§ WORK REQUIRED:
Read the records below and report each line in which "RecordHeader" occurs.
---+---
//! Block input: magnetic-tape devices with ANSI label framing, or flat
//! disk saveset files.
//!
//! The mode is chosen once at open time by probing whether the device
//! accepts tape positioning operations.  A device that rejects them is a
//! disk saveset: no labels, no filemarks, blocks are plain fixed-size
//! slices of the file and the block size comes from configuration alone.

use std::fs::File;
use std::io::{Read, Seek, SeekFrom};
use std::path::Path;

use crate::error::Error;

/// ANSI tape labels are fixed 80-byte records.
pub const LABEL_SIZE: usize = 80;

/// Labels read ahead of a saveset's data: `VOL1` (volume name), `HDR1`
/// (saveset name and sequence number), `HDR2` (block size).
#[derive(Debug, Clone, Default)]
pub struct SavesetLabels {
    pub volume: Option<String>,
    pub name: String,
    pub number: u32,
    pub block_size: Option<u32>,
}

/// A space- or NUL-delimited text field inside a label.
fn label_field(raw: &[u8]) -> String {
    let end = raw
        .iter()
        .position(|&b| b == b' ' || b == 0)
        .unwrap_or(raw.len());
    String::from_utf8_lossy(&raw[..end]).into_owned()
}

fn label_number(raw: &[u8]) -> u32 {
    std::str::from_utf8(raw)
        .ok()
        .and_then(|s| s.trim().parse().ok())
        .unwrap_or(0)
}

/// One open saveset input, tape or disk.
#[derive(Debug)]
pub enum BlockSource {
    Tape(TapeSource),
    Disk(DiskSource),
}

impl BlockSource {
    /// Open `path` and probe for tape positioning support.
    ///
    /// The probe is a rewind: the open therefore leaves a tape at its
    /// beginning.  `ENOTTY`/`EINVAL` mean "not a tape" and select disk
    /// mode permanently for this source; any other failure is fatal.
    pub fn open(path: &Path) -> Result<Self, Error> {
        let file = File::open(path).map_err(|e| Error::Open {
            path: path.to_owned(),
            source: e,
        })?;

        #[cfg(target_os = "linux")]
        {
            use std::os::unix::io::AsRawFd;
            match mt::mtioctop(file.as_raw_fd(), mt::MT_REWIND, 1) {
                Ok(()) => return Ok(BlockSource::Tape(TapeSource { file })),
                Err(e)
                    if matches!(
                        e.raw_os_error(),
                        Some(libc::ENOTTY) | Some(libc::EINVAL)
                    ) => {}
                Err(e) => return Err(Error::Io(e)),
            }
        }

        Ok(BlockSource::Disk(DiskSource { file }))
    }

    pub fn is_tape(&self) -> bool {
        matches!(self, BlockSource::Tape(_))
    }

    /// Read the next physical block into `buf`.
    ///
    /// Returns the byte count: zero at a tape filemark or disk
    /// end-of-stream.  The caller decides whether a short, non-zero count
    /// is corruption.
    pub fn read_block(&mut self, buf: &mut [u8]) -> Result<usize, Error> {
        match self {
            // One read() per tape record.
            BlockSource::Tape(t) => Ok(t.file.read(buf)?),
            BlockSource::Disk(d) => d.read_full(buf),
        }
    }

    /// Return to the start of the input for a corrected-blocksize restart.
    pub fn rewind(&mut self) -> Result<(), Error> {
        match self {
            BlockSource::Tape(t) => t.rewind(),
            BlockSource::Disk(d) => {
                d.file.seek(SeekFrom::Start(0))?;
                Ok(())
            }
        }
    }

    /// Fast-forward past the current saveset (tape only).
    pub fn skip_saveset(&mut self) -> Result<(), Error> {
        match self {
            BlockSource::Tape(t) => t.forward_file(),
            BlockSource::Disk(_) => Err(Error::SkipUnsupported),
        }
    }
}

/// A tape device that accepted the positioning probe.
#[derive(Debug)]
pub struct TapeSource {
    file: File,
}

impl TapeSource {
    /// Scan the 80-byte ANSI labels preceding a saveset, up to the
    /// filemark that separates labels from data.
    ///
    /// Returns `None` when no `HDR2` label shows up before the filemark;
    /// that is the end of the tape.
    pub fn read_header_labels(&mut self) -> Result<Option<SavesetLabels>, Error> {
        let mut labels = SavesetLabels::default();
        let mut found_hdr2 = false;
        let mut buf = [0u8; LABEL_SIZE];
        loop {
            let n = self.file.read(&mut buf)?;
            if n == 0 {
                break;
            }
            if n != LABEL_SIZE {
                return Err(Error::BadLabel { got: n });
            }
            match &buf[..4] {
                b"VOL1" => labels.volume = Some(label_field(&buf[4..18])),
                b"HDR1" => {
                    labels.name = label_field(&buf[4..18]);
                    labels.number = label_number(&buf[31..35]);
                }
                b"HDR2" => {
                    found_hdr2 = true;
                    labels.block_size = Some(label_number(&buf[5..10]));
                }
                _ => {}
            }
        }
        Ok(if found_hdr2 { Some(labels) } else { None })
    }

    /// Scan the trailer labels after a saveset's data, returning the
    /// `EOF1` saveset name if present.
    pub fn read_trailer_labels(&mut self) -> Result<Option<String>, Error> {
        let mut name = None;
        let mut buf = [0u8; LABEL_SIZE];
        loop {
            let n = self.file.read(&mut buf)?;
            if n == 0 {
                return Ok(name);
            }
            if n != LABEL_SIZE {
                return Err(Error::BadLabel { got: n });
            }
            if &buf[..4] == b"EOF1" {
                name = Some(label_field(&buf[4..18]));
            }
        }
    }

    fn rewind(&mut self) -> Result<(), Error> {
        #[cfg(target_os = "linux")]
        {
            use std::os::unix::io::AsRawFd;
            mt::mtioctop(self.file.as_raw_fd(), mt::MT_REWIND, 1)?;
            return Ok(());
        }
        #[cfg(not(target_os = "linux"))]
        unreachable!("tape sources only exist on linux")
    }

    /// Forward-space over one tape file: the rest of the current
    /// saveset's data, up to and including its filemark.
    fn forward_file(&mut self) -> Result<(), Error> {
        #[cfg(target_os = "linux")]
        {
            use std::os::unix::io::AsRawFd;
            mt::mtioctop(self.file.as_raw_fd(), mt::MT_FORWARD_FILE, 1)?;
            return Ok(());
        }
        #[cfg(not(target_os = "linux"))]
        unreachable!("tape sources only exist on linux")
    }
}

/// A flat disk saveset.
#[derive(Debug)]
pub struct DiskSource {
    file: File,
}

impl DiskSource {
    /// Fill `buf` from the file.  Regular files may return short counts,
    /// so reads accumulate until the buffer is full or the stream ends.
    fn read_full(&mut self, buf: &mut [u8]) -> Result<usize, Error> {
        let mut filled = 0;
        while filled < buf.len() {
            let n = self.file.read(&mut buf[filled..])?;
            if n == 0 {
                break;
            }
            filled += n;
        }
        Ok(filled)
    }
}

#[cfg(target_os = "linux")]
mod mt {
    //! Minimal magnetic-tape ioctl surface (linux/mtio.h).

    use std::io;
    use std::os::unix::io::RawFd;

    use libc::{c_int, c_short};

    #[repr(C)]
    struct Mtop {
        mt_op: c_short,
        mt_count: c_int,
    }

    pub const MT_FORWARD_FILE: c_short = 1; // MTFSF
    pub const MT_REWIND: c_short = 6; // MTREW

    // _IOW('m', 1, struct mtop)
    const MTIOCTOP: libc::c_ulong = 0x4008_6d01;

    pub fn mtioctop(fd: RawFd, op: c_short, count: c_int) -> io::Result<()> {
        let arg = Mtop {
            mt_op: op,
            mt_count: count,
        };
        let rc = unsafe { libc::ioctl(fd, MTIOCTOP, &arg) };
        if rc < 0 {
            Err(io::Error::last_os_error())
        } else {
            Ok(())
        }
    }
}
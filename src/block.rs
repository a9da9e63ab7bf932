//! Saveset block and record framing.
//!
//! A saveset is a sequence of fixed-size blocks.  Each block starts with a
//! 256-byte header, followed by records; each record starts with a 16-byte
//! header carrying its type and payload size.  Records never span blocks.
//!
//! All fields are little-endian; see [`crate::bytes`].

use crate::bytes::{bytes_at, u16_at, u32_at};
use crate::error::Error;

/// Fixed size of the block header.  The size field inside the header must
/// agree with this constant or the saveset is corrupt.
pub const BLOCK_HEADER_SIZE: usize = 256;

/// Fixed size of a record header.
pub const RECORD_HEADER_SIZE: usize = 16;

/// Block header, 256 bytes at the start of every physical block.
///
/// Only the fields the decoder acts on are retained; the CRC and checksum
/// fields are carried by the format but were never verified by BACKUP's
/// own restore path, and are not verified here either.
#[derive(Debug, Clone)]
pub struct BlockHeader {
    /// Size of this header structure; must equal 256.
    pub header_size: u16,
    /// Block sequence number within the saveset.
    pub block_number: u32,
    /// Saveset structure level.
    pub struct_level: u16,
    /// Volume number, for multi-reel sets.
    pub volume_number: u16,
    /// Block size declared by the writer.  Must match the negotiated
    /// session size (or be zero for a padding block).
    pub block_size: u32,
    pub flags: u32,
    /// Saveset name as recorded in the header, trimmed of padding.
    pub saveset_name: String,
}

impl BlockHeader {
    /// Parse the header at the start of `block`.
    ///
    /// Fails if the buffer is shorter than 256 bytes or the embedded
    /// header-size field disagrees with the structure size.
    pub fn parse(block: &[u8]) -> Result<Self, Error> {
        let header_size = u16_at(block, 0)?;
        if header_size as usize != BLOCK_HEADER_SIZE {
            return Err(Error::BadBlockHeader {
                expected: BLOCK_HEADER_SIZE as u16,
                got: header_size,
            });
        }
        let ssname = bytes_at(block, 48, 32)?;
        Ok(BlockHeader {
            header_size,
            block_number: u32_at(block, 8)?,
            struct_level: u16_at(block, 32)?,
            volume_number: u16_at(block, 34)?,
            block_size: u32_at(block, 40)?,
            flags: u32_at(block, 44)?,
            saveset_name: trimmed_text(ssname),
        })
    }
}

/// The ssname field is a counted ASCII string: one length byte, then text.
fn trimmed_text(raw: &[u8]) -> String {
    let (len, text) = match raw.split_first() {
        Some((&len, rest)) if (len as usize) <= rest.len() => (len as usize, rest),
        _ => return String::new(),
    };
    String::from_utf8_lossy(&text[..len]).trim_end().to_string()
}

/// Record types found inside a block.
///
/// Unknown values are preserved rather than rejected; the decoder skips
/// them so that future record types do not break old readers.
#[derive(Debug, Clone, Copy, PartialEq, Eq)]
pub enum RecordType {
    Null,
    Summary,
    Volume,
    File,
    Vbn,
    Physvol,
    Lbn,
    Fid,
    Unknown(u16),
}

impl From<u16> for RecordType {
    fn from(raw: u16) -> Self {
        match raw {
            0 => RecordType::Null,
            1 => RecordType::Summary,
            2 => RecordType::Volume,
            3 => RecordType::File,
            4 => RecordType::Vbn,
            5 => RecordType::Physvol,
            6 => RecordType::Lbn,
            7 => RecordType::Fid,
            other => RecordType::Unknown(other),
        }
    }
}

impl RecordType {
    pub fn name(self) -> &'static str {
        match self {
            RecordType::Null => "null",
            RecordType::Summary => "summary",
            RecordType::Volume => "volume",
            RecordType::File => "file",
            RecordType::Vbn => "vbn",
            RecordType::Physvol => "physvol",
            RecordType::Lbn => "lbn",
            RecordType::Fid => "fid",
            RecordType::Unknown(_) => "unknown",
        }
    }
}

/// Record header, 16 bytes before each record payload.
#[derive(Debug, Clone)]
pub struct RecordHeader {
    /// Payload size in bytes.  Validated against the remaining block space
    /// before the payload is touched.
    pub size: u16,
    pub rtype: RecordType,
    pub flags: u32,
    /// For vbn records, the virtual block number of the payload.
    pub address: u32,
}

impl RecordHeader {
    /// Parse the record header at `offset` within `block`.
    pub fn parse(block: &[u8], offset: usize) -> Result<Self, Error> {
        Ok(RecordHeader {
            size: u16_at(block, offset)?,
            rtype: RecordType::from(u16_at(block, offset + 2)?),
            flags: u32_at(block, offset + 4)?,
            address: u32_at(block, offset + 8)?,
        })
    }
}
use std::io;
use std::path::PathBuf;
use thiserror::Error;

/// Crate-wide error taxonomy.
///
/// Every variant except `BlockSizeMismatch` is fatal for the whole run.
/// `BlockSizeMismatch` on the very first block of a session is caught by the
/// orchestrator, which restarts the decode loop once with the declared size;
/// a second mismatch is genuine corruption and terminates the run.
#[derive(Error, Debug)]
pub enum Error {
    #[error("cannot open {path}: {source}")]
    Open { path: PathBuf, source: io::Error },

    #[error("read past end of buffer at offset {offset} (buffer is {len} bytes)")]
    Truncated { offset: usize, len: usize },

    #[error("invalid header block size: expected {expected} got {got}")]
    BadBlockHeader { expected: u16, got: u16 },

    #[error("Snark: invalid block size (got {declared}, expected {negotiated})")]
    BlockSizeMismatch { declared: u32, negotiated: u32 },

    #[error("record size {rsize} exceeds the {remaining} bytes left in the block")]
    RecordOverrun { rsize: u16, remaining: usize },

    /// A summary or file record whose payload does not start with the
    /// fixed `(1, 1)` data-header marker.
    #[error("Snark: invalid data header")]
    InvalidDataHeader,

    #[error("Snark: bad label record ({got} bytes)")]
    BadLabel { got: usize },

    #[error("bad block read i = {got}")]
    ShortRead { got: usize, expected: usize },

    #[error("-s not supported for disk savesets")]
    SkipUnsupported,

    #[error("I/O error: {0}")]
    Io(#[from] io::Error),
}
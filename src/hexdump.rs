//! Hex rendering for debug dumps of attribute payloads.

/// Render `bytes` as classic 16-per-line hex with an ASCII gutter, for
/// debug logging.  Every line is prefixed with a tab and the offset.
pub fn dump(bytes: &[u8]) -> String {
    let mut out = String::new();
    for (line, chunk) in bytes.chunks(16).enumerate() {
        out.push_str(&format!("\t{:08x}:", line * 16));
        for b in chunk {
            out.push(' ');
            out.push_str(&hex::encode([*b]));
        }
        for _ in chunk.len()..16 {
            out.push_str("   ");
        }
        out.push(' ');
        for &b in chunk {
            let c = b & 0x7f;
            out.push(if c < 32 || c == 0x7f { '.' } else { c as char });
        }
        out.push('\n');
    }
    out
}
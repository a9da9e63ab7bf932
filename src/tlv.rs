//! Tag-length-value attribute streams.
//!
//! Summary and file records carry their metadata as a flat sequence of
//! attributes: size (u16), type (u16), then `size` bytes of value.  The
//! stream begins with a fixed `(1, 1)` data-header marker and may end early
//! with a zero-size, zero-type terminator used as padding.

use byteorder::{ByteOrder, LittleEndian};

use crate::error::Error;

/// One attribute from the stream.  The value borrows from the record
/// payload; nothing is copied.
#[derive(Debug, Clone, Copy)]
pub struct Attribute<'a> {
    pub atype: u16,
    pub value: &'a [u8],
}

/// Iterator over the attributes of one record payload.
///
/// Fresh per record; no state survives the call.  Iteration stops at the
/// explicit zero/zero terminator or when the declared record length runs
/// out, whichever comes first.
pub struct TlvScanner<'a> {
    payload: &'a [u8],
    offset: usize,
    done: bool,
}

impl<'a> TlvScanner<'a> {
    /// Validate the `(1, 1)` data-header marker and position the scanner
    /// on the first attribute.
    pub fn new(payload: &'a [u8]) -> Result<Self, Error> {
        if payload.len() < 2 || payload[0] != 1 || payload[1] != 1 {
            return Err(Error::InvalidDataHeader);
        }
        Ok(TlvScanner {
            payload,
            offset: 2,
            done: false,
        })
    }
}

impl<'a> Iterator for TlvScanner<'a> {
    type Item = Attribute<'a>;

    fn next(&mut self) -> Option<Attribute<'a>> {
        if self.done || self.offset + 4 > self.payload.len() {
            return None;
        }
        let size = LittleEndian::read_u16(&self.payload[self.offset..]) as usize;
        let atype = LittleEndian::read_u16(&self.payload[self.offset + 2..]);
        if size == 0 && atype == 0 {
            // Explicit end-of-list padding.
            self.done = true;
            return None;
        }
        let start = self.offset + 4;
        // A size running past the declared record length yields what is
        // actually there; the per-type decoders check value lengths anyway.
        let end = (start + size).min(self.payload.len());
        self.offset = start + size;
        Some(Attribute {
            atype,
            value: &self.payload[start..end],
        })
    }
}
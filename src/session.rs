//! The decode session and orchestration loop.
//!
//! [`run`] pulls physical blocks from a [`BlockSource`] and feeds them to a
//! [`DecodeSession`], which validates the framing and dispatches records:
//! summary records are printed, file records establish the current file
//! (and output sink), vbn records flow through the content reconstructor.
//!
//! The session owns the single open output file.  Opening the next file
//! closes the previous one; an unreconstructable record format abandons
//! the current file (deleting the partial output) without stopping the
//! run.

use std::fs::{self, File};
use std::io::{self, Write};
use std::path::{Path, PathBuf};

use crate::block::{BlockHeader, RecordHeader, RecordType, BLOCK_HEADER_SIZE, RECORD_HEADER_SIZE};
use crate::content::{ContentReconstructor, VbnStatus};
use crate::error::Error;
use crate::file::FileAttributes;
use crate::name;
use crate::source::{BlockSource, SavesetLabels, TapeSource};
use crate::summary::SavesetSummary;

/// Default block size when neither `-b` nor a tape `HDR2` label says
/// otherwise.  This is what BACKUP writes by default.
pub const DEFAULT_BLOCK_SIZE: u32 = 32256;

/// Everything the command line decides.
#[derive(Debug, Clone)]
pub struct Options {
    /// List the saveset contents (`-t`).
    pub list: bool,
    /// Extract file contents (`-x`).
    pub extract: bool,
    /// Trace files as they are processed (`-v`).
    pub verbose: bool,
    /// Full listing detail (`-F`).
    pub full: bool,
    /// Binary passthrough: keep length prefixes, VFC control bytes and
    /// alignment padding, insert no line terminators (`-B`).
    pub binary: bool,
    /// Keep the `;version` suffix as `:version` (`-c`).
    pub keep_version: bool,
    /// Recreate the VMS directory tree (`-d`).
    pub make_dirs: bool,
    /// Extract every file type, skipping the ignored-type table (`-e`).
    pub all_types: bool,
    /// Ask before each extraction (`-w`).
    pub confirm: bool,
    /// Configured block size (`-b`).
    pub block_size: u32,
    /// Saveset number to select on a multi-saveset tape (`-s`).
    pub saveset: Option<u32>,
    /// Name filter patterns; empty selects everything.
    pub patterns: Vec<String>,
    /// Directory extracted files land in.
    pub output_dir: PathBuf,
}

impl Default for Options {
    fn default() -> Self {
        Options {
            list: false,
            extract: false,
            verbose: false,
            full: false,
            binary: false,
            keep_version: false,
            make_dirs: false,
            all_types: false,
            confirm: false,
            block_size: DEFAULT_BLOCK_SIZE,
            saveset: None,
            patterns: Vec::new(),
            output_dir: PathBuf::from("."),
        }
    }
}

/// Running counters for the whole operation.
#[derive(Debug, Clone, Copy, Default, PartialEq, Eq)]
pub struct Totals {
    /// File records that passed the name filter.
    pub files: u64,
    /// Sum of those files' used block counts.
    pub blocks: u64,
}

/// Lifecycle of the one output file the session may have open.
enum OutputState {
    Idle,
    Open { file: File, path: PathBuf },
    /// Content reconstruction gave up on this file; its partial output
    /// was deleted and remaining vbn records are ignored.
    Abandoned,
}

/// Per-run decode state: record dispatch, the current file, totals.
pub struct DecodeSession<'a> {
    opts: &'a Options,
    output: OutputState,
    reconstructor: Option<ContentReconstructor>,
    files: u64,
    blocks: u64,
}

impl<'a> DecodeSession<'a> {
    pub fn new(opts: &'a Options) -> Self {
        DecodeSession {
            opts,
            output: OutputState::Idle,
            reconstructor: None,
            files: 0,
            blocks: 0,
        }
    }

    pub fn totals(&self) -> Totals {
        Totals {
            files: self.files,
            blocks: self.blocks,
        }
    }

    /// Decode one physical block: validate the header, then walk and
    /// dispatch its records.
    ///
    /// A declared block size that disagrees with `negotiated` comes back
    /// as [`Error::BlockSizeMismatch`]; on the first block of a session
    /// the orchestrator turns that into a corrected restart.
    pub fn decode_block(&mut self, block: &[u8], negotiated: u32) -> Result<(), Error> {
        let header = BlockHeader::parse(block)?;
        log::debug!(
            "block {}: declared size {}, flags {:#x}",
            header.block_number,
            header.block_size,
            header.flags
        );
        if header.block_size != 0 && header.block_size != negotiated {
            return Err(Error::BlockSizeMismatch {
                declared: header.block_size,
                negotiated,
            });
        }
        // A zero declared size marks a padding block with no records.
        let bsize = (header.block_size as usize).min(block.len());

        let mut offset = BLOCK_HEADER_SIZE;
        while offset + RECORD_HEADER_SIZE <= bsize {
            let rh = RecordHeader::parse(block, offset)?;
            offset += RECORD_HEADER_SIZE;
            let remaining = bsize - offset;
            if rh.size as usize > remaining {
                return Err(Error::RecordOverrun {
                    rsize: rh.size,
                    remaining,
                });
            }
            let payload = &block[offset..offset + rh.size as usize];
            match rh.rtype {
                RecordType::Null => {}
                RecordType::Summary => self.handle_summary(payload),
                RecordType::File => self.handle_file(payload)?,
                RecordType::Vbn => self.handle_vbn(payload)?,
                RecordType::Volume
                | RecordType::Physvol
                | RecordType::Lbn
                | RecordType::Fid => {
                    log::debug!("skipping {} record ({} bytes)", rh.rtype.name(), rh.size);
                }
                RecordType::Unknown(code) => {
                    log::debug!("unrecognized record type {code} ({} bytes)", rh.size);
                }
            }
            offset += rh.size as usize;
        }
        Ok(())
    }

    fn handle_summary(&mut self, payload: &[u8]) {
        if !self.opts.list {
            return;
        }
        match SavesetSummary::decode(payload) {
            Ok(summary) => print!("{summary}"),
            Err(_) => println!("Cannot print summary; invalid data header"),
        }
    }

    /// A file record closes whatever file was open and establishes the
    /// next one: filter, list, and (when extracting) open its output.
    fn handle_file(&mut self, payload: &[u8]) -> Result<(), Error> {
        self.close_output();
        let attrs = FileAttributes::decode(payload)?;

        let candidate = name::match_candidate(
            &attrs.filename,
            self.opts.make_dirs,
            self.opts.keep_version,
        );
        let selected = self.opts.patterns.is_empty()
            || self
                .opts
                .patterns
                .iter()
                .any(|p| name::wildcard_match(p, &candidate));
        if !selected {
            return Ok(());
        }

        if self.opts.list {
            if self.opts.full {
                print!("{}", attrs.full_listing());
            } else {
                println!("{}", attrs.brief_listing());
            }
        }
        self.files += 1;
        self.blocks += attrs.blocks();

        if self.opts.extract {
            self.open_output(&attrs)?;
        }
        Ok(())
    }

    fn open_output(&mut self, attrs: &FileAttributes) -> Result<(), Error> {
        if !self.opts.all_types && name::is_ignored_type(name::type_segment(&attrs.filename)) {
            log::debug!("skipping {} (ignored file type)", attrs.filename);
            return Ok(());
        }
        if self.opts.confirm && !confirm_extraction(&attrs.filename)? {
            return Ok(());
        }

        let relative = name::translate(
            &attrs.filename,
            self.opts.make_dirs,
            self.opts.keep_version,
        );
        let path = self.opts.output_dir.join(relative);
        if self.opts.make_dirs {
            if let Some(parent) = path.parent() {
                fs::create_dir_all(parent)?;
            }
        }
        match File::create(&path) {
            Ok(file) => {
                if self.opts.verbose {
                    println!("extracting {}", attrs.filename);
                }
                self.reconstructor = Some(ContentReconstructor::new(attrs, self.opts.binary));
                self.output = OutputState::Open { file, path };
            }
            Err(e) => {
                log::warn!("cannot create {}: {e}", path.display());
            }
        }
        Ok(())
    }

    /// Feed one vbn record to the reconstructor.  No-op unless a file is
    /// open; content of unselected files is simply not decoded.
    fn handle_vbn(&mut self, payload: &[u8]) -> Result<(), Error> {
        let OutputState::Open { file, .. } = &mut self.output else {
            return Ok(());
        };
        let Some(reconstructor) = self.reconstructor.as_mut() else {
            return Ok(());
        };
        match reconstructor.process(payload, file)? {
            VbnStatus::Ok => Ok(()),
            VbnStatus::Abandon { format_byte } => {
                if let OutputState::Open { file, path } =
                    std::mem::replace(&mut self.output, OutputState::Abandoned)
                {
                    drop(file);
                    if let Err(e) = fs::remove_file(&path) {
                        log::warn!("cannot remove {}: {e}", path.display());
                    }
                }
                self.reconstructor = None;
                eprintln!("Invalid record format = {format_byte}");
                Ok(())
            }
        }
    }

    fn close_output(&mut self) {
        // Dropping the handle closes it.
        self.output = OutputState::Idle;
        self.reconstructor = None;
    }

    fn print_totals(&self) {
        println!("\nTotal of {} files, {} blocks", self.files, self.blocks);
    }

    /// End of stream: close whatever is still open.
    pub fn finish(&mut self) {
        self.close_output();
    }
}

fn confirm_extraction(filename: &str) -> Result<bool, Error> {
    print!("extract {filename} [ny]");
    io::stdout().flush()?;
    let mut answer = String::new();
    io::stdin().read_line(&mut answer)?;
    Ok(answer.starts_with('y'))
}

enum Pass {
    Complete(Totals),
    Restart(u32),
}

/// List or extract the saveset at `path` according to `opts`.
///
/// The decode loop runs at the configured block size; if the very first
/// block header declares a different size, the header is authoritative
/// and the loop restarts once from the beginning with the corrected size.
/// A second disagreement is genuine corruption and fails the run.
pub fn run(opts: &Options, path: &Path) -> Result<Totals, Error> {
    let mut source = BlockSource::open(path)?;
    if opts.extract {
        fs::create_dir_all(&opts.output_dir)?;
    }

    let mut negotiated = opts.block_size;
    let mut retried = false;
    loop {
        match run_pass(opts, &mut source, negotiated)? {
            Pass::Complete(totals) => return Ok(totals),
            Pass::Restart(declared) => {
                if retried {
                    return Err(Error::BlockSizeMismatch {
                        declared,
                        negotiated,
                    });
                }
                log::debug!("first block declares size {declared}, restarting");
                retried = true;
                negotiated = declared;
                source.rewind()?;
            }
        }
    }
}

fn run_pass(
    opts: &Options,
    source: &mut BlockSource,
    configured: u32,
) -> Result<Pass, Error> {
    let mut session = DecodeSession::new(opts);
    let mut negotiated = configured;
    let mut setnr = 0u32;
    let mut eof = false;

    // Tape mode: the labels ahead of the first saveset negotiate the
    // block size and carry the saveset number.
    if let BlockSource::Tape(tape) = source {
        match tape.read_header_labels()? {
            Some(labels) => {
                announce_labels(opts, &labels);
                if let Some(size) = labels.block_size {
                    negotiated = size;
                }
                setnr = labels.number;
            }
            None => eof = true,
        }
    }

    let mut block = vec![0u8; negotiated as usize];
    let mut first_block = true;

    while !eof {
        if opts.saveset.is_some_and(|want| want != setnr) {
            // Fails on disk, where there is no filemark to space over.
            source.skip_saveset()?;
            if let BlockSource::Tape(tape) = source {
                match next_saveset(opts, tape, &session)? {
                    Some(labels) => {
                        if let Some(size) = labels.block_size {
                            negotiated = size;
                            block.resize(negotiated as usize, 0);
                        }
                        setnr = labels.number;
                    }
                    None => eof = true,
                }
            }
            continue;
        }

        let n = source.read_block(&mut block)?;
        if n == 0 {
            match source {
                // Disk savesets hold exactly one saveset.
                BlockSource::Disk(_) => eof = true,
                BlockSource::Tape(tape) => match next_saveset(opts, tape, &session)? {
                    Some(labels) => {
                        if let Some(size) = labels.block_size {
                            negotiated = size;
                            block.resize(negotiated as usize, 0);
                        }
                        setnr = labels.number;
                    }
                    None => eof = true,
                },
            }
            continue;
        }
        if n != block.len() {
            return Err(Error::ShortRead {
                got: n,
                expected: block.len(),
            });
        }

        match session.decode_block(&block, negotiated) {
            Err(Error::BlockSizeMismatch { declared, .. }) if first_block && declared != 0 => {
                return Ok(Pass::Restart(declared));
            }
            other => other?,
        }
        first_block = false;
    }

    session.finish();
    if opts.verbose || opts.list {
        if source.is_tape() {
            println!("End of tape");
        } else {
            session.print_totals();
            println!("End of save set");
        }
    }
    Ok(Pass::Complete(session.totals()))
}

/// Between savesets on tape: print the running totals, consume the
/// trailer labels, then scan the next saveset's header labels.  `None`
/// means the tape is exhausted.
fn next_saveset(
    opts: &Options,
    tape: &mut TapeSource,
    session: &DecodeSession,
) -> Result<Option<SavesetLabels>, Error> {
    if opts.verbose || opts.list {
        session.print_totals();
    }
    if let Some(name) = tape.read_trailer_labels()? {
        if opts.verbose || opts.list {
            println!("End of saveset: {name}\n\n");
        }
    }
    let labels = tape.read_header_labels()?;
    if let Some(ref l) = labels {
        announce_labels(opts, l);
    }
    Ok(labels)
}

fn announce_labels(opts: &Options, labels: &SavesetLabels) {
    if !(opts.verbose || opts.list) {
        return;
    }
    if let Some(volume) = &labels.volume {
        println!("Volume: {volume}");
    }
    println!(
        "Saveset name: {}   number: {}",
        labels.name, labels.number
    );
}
---+---
§ RESPONSE FOR THIS EXERCISE:
pub struct RecordHeader {
impl RecordHeader {
        Ok(RecordHeader {
use crate::block::{BlockHeader, RecordHeader, RecordType, BLOCK_HEADER_SIZE, RECORD_HEADER_SIZE};
            let rh = RecordHeader::parse(block, offset)?;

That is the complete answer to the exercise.